## Exercise
From the data, copy out every line in which the word "fixed" appears.

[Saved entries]
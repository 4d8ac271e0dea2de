//! Reply generator adapters

use async_trait::async_trait;

use super::ReplyGenerator;
use crate::{Error, Result};

/// Reply generator backed by an HTTP chat endpoint
///
/// POSTs `{"text": …}` and reads the reply out of `reply`, `text` or
/// `output`, whichever the backing service answers with.
pub struct HttpReplyGenerator {
    client: reqwest::Client,
    chat_url: String,
}

#[derive(serde::Serialize)]
struct ChatRequest<'a> {
    text: &'a str,
}

#[derive(serde::Deserialize, Default)]
struct ChatResponse {
    #[serde(default)]
    reply: Option<String>,
    #[serde(default)]
    text: Option<String>,
    #[serde(default)]
    output: Option<String>,
}

impl HttpReplyGenerator {
    #[must_use]
    pub fn new(chat_url: String) -> Self {
        Self {
            client: reqwest::Client::new(),
            chat_url,
        }
    }
}

#[async_trait]
impl ReplyGenerator for HttpReplyGenerator {
    async fn generate(&self, text: &str) -> Result<String> {
        tracing::debug!(chars = text.len(), url = %self.chat_url, "requesting reply");

        let response = self
            .client
            .post(&self.chat_url)
            .json(&ChatRequest { text })
            .send()
            .await?;

        let status = response.status();
        if !status.is_success() {
            let body = response.text().await.unwrap_or_default();
            tracing::error!(status = %status, body = %body, "chat endpoint error");
            return Err(Error::Reply(format!("chat endpoint error {status}: {body}")));
        }

        let parsed: ChatResponse = response.json().await?;
        let reply = parsed
            .reply
            .or(parsed.text)
            .or(parsed.output)
            .unwrap_or_default()
            .trim()
            .to_string();

        tracing::info!(chars = reply.len(), "reply generated");
        Ok(reply)
    }
}

/// Placeholder when no reply provider is configured
///
/// Every call fails with [`Error::NotConfigured`] so downstream can show
/// a specific "not configured" indicator instead of a silent empty reply.
pub struct NullReplyGenerator;

#[async_trait]
impl ReplyGenerator for NullReplyGenerator {
    async fn generate(&self, _text: &str) -> Result<String> {
        Err(Error::NotConfigured("reply generator"))
    }
}

#[cfg(test)]
mod tests {
    use super::*;

    #[tokio::test]
    async fn null_generator_reports_not_configured() {
        let result = NullReplyGenerator.generate("hello").await;
        assert!(matches!(result, Err(Error::NotConfigured(_))));
    }

    #[test]
    fn chat_response_prefers_reply_key() {
        let parsed: ChatResponse =
            serde_json::from_str(r#"{"reply":"a","text":"b","output":"c"}"#).unwrap();
        let reply = parsed.reply.or(parsed.text).or(parsed.output).unwrap();
        assert_eq!(reply, "a");
    }

    #[test]
    fn chat_response_falls_back_to_output_key() {
        let parsed: ChatResponse = serde_json::from_str(r#"{"output":"c"}"#).unwrap();
        let reply = parsed.reply.or(parsed.text).or(parsed.output).unwrap();
        assert_eq!(reply, "c");
    }
}
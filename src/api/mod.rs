//! HTTP/WebSocket API server for the parley gateway

pub mod chat;
pub mod converse;
pub mod health;
pub mod websocket;

use std::sync::Arc;

use axum::Router;
use tokio::net::TcpListener;
use tower_http::cors::{Any, CorsLayer};
use tower_http::trace::TraceLayer;

use crate::Result;
use crate::adapters::Adapters;
use crate::config::{Config, TimeoutConfig};

/// Shared state for API handlers
#[derive(Clone)]
pub struct ApiState {
    /// STT/reply/TTS capabilities injected into every session
    pub adapters: Adapters,

    /// Per-stage pipeline deadlines
    pub timeouts: TimeoutConfig,

    /// Expected connection token; `None` disables authentication
    pub auth_token: Option<String>,

    /// Provider names for the introspection endpoint
    pub stt_provider: String,
    pub tts_provider: String,
    pub reply_configured: bool,

    /// Server start time, reported by the health endpoint
    pub started_at: chrono::DateTime<chrono::Utc>,
}

impl ApiState {
    #[must_use]
    pub fn new(config: &Config, adapters: Adapters) -> Self {
        Self {
            adapters,
            timeouts: config.timeouts.clone(),
            auth_token: config.server.auth_token.clone(),
            stt_provider: config.stt.provider.clone(),
            tts_provider: config.tts.provider.clone(),
            reply_configured: config.reply.chat_url.is_some(),
            started_at: chrono::Utc::now(),
        }
    }
}

/// Build the full router with all routes and middleware
#[must_use]
pub fn router(state: Arc<ApiState>) -> Router {
    let router = Router::new()
        .merge(health::router(state.clone()))
        .merge(chat::router(state.clone()))
        .nest("/api", converse::router(state.clone()))
        .merge(websocket::router(state));

    let cors = CorsLayer::new()
        .allow_origin(Any)
        .allow_methods(Any)
        .allow_headers(Any);

    router.layer(cors).layer(TraceLayer::new_for_http())
}

/// The gateway API server
pub struct ApiServer {
    state: Arc<ApiState>,
    port: u16,
}

impl ApiServer {
    #[must_use]
    pub fn new(config: &Config, adapters: Adapters) -> Self {
        Self {
            state: Arc::new(ApiState::new(config, adapters)),
            port: config.server.port,
        }
    }

    /// Run the API server until interrupted
    ///
    /// # Errors
    ///
    /// Returns an error if the server fails to bind or run
    pub async fn run(self) -> Result<()> {
        let addr = format!("0.0.0.0:{}", self.port);
        let listener = TcpListener::bind(&addr)
            .await
            .map_err(|e| crate::Error::Config(format!("failed to bind API server: {e}")))?;

        tracing::info!(
            port = self.port,
            auth = self.state.auth_token.is_some(),
            "API server listening"
        );

        axum::serve(listener, router(self.state))
            .await
            .map_err(|e| crate::Error::Config(format!("API server error: {e}")))?;

        Ok(())
    }
}
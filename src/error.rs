//! Error types for feedzip.

use std::path::PathBuf;
use thiserror::Error;

/// Result type alias for feedzip operations
pub type Result<T> = std::result::Result<T, Error>;

/// Main error type for feedzip
///
/// Fatal variants abort the run before or during feed handling; per-entry
/// failures are handled at the entry boundary and never surface as this type
/// past the pipeline loop.
#[derive(Debug, Error)]
pub enum Error {
    /// Invalid caller input (bad URL, bad output directory)
    #[error("invalid input: {0}")]
    InvalidInput(String),

    /// HTTP transport error
    #[error("network error: {0}")]
    Network(#[from] reqwest::Error),

    /// HTTP request exceeded the fixed per-request timeout
    #[error("request timed out: {url}")]
    Timeout {
        /// The URL whose request timed out
        url: String,
    },

    /// Server answered with a non-success status
    #[error("unexpected HTTP status {status} for {url}")]
    InvalidResponse {
        /// The requested URL
        url: String,
        /// The status code the server returned
        status: reqwest::StatusCode,
    },

    /// Feed document could not be parsed, or parsed to zero entries
    #[error("malformed feed: {0}")]
    MalformedFeed(String),

    /// Target archive file already exists
    #[error("output file already exists: {0}")]
    PathExists(PathBuf),

    /// Output directory does not exist or is not a directory
    #[error("not a directory: {0}")]
    NotADirectory(PathBuf),

    /// ZIP container error
    #[error("archive error: {0}")]
    Zip(#[from] zip::result::ZipError),

    /// I/O error
    #[error("I/O error: {0}")]
    Io(#[from] std::io::Error),
}
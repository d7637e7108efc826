//! ZIP archive output.
//!
//! One archive per run, named from the local timestamp at run start
//! (e.g. `2020-05-12_125241.zip`). The raw feed document goes in as one
//! member, each extracted article fragment as another; member names are
//! derived from the URL path basename.
//!
//! ## Components
//!
//! - [`naming`]: URL basename extraction and the timestamped file name
//! - [`writer`]: the append-only [`ArchiveWriter`] over `zip::ZipWriter`

mod naming;
mod writer;

pub use naming::{archive_file_name, url_basename};
pub use writer::ArchiveWriter;
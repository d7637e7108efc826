//! Logging configuration and initialization.

use std::fs::OpenOptions;
use std::path::Path;
use std::sync::Arc;

use tracing::Level;
use tracing_subscriber::prelude::*;
use tracing_subscriber::EnvFilter;

use crate::error::Result;

/// Initialize the logging system.
///
/// Output goes to stdout, or is appended to `logfile` when one is given.
/// File logging always disables ANSI colors; console logging keeps them
/// unless `no_color` is set. The level defaults to `info` and can be
/// overridden via `RUST_LOG`.
pub fn init(logfile: Option<&Path>, no_color: bool) -> Result<()> {
    let filter = EnvFilter::from_default_env().add_directive(Level::INFO.into());

    match logfile {
        Some(path) => {
            let file = OpenOptions::new().create(true).append(true).open(path)?;
            let file = Arc::new(file);
            tracing_subscriber::registry()
                .with(
                    tracing_subscriber::fmt::layer()
                        .with_writer(file)
                        .with_ansi(false)
                        .with_target(false),
                )
                .with(filter)
                .init();
        }
        None => {
            tracing_subscriber::registry()
                .with(
                    tracing_subscriber::fmt::layer()
                        .with_writer(std::io::stdout)
                        .with_ansi(!no_color)
                        .with_target(false),
                )
                .with(filter)
                .init();
        }
    }

    Ok(())
}
//! Feed parsing into a flat list of linked entries.
//!
//! Delegates format handling to `feed-rs`, which accepts both RSS and
//! Atom documents behind one parser call.

use feed_rs::parser;
use tracing::warn;

use crate::error::{Error, Result};

/// One entry of the source feed
#[derive(Debug, Clone, PartialEq, Eq)]
pub struct FeedEntry {
    /// Absolute URL of the linked page
    pub link: String,
    /// 0-based position in the feed document
    pub ordinal: usize,
}

/// Parse a raw feed document into its linked entries.
///
/// Entries keep document order; the ordinal is the position in the
/// document, so entries skipped for lacking a link still consume their
/// ordinal. Fails with [`Error::MalformedFeed`] when the document is not
/// a parseable feed or yields no usable entries.
pub fn parse_entries(text: &str) -> Result<Vec<FeedEntry>> {
    let feed = parser::parse(text.as_bytes())
        .map_err(|e| Error::MalformedFeed(e.to_string()))?;

    let mut entries = Vec::new();
    for (ordinal, entry) in feed.entries.iter().enumerate() {
        match entry.links.first() {
            Some(link) => entries.push(FeedEntry {
                link: link.href.clone(),
                ordinal,
            }),
            None => warn!(ordinal, id = %entry.id, "feed entry has no link, skipping"),
        }
    }

    if entries.is_empty() {
        return Err(Error::MalformedFeed("no feed entries".to_string()));
    }

    Ok(entries)
}
//! The run driver: fetch feed, parse it, process entries, write the archive.
//!
//! Strictly sequential and single-threaded: the feed fetch completes
//! before parsing, and each entry is processed to completion before the
//! next begins. Any failure before the feed is parsed is fatal; per-entry
//! failures are logged and the run continues.

use std::path::{Path, PathBuf};

use chrono::Local;
use tracing::{error, info};
use url::Url;

use crate::archive::{archive_file_name, ArchiveWriter};
use crate::error::{Error, Result};
use crate::extract::{process_entry, ContentLocator};
use crate::feed;
use crate::io::HttpClient;

/// Run the main job and return the path of the written archive.
///
/// `limit` caps the number of entries fetched: iteration stops at the
/// first entry whose ordinal reaches the limit, so later entries are
/// never requested.
pub async fn run(
    feed_url: &str,
    output_dir: &Path,
    limit: Option<usize>,
    locator: &dyn ContentLocator,
) -> Result<PathBuf> {
    validate_feed_url(feed_url)?;
    if !output_dir.is_dir() {
        return Err(Error::NotADirectory(output_dir.to_path_buf()));
    }

    // The target name is fixed at run start; fail fast on a collision
    // before any network traffic.
    let zip_path = output_dir.join(archive_file_name(Local::now()));
    info!("output ZIP: {}", zip_path.display());
    if zip_path.exists() {
        return Err(Error::PathExists(zip_path));
    }

    let client = HttpClient::new()?;
    let raw_feed = client.get_text(feed_url).await?;
    let entries = feed::parse_entries(&raw_feed)?;

    let mut archive = ArchiveWriter::create(&zip_path)?;
    archive.write_feed_document(feed_url, &raw_feed)?;

    let total = entries.len();
    for entry in &entries {
        if let Some(limit) = limit {
            if entry.ordinal >= limit {
                info!("entry limit {limit} reached, stopping");
                break;
            }
        }
        info!("processing {}/{}: {}", entry.ordinal + 1, total, entry.link);
        match process_entry(&client, locator, entry).await {
            Ok(Some(fragment)) => {
                // archive write failures are part of the per-entry boundary
                if let Err(e) = archive.write_fragment(&fragment) {
                    error!("failed to write fragment for '{}': {}", entry.link, e);
                }
            }
            Ok(None) => {} // already logged at the entry boundary
            Err(e) => error!("processing '{}' failed: {:?}", entry.link, e),
        }
    }

    archive.finish()
}

/// Check that the feed URL is an absolute http(s) URL
fn validate_feed_url(feed_url: &str) -> Result<()> {
    let url = Url::parse(feed_url)
        .map_err(|e| Error::InvalidInput(format!("invalid URL '{feed_url}': {e}")))?;
    match url.scheme() {
        "http" | "https" => Ok(()),
        scheme => Err(Error::InvalidInput(format!(
            "unsupported URL scheme '{scheme}' in '{feed_url}'"
        ))),
    }
}
//! # feedzip
//!
//! Download a feed (RSS/Atom) and all linked articles into a ZIP archive.
//!
//! This library fetches a syndication feed, follows each entry's link,
//! extracts the first `<article>` element from the linked page and stores
//! the raw feed document plus every extracted fragment into a single
//! timestamp-named ZIP file. It is built for a one-shot batch run: the
//! pipeline is strictly sequential, failures on individual entries are
//! logged and skipped, and nothing is persisted across invocations.
//!
//! ## Example
//!
//! ```no_run
//! use std::path::Path;
//! use feedzip::{pipeline, ElementLocator};
//!
//! #[tokio::main]
//! async fn main() -> anyhow::Result<()> {
//!     let locator = ElementLocator::article()?;
//!     let archive = pipeline::run(
//!         "https://example.com/feed.rss",
//!         Path::new("/var/archive"),
//!         None,
//!         &locator,
//!     )
//!     .await?;
//!     println!("wrote {}", archive.display());
//!     Ok(())
//! }
//! ```

pub mod archive;
pub mod cli;
pub mod error;
pub mod extract;
pub mod feed;
pub mod io;
pub mod logging;
pub mod pipeline;

pub use archive::ArchiveWriter;
pub use cli::Cli;
pub use error::{Error, Result};
pub use extract::{ArticleFragment, ContentLocator, ElementLocator};
pub use feed::FeedEntry;
pub use io::HttpClient;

## Answer section
    /// HTTP request exceeded the fixed per-request timeout
    // The target name is fixed at run start; fail fast on a collision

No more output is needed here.